Una singolare notizia legata alle pensioni. E’ illegittima la revoca delle prestazioni assistenziali ai condannati ai domiciliari. Lo stabilisce la Corte Costituzionale con la sentenza n. 137 depositata il 2 luglio 2021.
La Corte Costituzionale ritiene irragionevole che lo Stato, da una parte, valuti un soggetto meritevole di detenzione domiciliare e, dall’altra, lo privi dei mezzi per vivere ottenibili esclusivamente dalle prestazioni assistenziali.
A chi sta scontando la detenzione domiciliare (alternativa alla reclusione in carcere) non possono essere revocate le prestazioni assistenziali basate su uno stato di bisogno.
Pensioni: illegittima la revoca delle prestazioni assistenziali per chi sconta la detenzione domiciliare
La Corte Costituzionale è stata chiamata a pronunciarsi dal Tribunale di Fermo.
La Corte ha dichiarato l’illegittima costituzione di un passaggio della legge n. 92/2012. Il comma 58 dell’art. 2 della Legge 92/2012 dispone la revoca delle prestazioni assistenziali basate sullo stato di bisogno ai condannati per reati di mafia o terrorismo che stanno scontando la detenzione domiciliare.

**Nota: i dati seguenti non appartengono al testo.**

#[cfg(test)]
mod tests {
    use super::*;
    use crate::extractor::edge_expander::EdgeBasedEdge;
    use crate::geo::Coordinate;
    use crate::router::query_graph::QueryEdgeData;
    use crate::types::{SegmentId, TravelMode};

    fn turn(source: NodeId, target: NodeId, weight: EdgeWeight) -> EdgeBasedEdge {
        EdgeBasedEdge {
            source,
            target,
            weight,
        }
    }

    /// A phantom fully at the start of `node` (forward) with the given
    /// target-side split weight on the same node when used as target.
    fn phantom_on(node: NodeId, weight_plus_offset: EdgeWeight) -> PhantomNode {
        PhantomNode {
            forward_segment_id: SegmentId {
                id: node,
                enabled: true,
            },
            reverse_segment_id: SegmentId::INVALID,
            name_id: 0,
            forward_weight: weight_plus_offset,
            reverse_weight: 0,
            forward_offset: 0,
            reverse_offset: 0,
            forward_packed_geometry_id: 0,
            reverse_packed_geometry_id: 0,
            component_id: 0,
            is_tiny_component: false,
            location: Coordinate::from_degrees(0.0, 0.0),
            input_location: Coordinate::from_degrees(0.0, 0.0),
            fwd_segment_position: 0,
            forward_travel_mode: TravelMode::Driving,
            backward_travel_mode: TravelMode::Inaccessible,
        }
    }

    #[test]
    fn test_chain_route() {
        // edge weights: node 0 costs 10, node 1 costs 20; target edge 2
        // contributes its split weight 30
        let graph =
            QueryGraph::from_edge_based_graph(3, &[turn(0, 1, 10), turn(1, 2, 20)]);
        let mut context = SearchContext::new(3);
        let result = shortest_path(
            &graph,
            &mut context,
            &phantom_on(0, 0),
            &phantom_on(2, 30),
            None,
        )
        .unwrap();
        assert_eq!(result.weight, 60);
        assert_eq!(result.node_path, vec![0, 1, 2]);
        assert_eq!(result.edge_path, vec![0, 1]);
    }

    #[test]
    fn test_shorter_alternative_wins() {
        // 0 -> 1 -> 3 costs 10 + 5; 0 -> 2 -> 3 costs 2 + 2
        let graph = QueryGraph::from_edge_based_graph(
            4,
            &[
                turn(0, 1, 10),
                turn(1, 3, 5),
                turn(0, 2, 2),
                turn(2, 3, 2),
            ],
        );
        let mut context = SearchContext::new(4);
        let result = shortest_path(
            &graph,
            &mut context,
            &phantom_on(0, 0),
            &phantom_on(3, 0),
            None,
        )
        .unwrap();
        assert_eq!(result.weight, 4);
        assert_eq!(result.node_path, vec![0, 2, 3]);
    }

    #[test]
    fn test_disconnected_returns_none() {
        let graph = QueryGraph::from_edge_based_graph(4, &[turn(0, 1, 10), turn(2, 3, 10)]);
        let mut context = SearchContext::new(4);
        assert!(shortest_path(
            &graph,
            &mut context,
            &phantom_on(0, 0),
            &phantom_on(3, 0),
            None
        )
        .is_none());
    }

    #[test]
    fn test_same_edge_forward_split() {
        // both phantoms on node 0; the target sits further along the edge
        let graph = QueryGraph::from_edge_based_graph(2, &[turn(0, 1, 10)]);
        let mut context = SearchContext::new(2);
        let result = shortest_path(
            &graph,
            &mut context,
            &phantom_on(0, 2),
            &phantom_on(0, 7),
            None,
        )
        .unwrap();
        assert_eq!(result.weight, 5);
        assert_eq!(result.node_path, vec![0]);
        assert!(result.edge_path.is_empty());
    }

    #[test]
    fn test_same_edge_backward_needs_loop() {
        // target is behind the source on the same edge; without a loop there
        // is no path
        let no_loop = QueryGraph::from_edge_based_graph(2, &[turn(0, 1, 10)]);
        let mut context = SearchContext::new(2);
        assert!(shortest_path(
            &no_loop,
            &mut context,
            &phantom_on(0, 7),
            &phantom_on(0, 2),
            None
        )
        .is_none());

        // with a self-loop the corrected weight applies
        let with_loop =
            QueryGraph::from_edge_based_graph(2, &[turn(0, 1, 10), turn(0, 0, 100)]);
        let mut context = SearchContext::new(2);
        let result = shortest_path(
            &with_loop,
            &mut context,
            &phantom_on(0, 7),
            &phantom_on(0, 2),
            None,
        )
        .unwrap();
        assert_eq!(result.weight, 95);
        assert_eq!(result.node_path, vec![0, 0]);
        assert_eq!(result.edge_path.len(), 1);
    }

    #[test]
    fn test_shortcut_unpacking() {
        // 0 -> 1 -> 2 plus a shortcut 0 -> 2 with middle node 1
        let edges = vec![
            (
                0,
                1,
                QueryEdgeData {
                    weight: 10,
                    forward: true,
                    backward: false,
                    shortcut: false,
                    id: 100,
                },
            ),
            (
                1,
                2,
                QueryEdgeData {
                    weight: 20,
                    forward: true,
                    backward: false,
                    shortcut: false,
                    id: 101,
                },
            ),
            (
                0,
                2,
                QueryEdgeData {
                    weight: 30,
                    forward: true,
                    backward: false,
                    shortcut: true,
                    id: 1,
                },
            ),
        ];
        let graph = QueryGraph::from_edges(3, edges, vec![true; 3]);
        let unpacked = unpack_node_path(&graph, &[0, 2]);
        // the shortcut expands to the two original turn edges (P7)
        assert_eq!(unpacked, vec![100, 101]);
    }

    #[test]
    fn test_core_transition() {
        // 0 and 2 are contracted endpoints, 1 is the core
        let mut edges = Vec::new();
        for (s, t, w, id) in [(0u32, 1u32, 10, 0u32), (1, 2, 20, 1)] {
            edges.push((
                s,
                t,
                QueryEdgeData {
                    weight: w,
                    forward: true,
                    backward: false,
                    shortcut: false,
                    id,
                },
            ));
            edges.push((
                t,
                s,
                QueryEdgeData {
                    weight: w,
                    forward: false,
                    backward: true,
                    shortcut: false,
                    id,
                },
            ));
        }
        let graph = QueryGraph::from_edges(3, edges, vec![false, true, false]);
        assert!(graph.has_core());
        let mut context = SearchContext::new(3);
        let result = shortest_path(
            &graph,
            &mut context,
            &phantom_on(0, 0),
            &phantom_on(2, 5),
            None,
        )
        .unwrap();
        assert_eq!(result.weight, 35);
        assert_eq!(result.node_path, vec![0, 1, 2]);
    }

    #[test]
    fn test_cancellation_aborts() {
        let graph = QueryGraph::from_edge_based_graph(3, &[turn(0, 1, 10), turn(1, 2, 20)]);
        let mut context = SearchContext::new(3);
        let cancel = AtomicBool::new(true);
        assert!(shortest_path(
            &graph,
            &mut context,
            &phantom_on(0, 0),
            &phantom_on(2, 0),
            Some(&cancel)
        )
        .is_none());
    }
}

Per i reati più gravi (previsti dagli artt. 270-bis, 280, 289-bis, 416-bis, 416-ter e 422 del codice penale), il comma 58 prevede che il giudice disponga la sanzione accessoria della revoca delle seguenti prestazioni previdenziali di cui il condannato è titolare:
– assegno sociale;
– indennità di disoccupazione;
– pensione sociale;
– pensione per gli invalidi civili.
Il comma 61 prevede che tale revoca venga disposta dall’ente erogatore nei confronti dei condannati con sentenza passata in giudicato all’entrata in vigore della legge 92/2012.
Le motivazioni della Corte Costituzionale
Nonostante i reati commessi, il legislatore non può mettere in pericolo la sopravvivenza del condannato. Privarlo del minimo vitale viola i principi costituzionali (artt. 2, 3 e 38 Cost.), che sono la base del diritto all’assistenza. Lo Stato deve assicurare i mezzi necessari per vivere a chi sconta la pena in regime alternativo al carcere, soprattutto in caso di età avanzata, condizioni precarie di salute del condannato e di una sua eventuale collaborazione con la giustizia.
La revoca delle prestazioni assistenziali ai condannati ai domiciliari viola il principio di ragionevolezza in quanto, da una parte, l’ordinamento ritiene un soggetto meritevole di accedere alla detenzione domiciliare e, dall’altra, lo priva dei mezzi per vivere ottenibili soltanto con le stesse prestazioni assistenziali.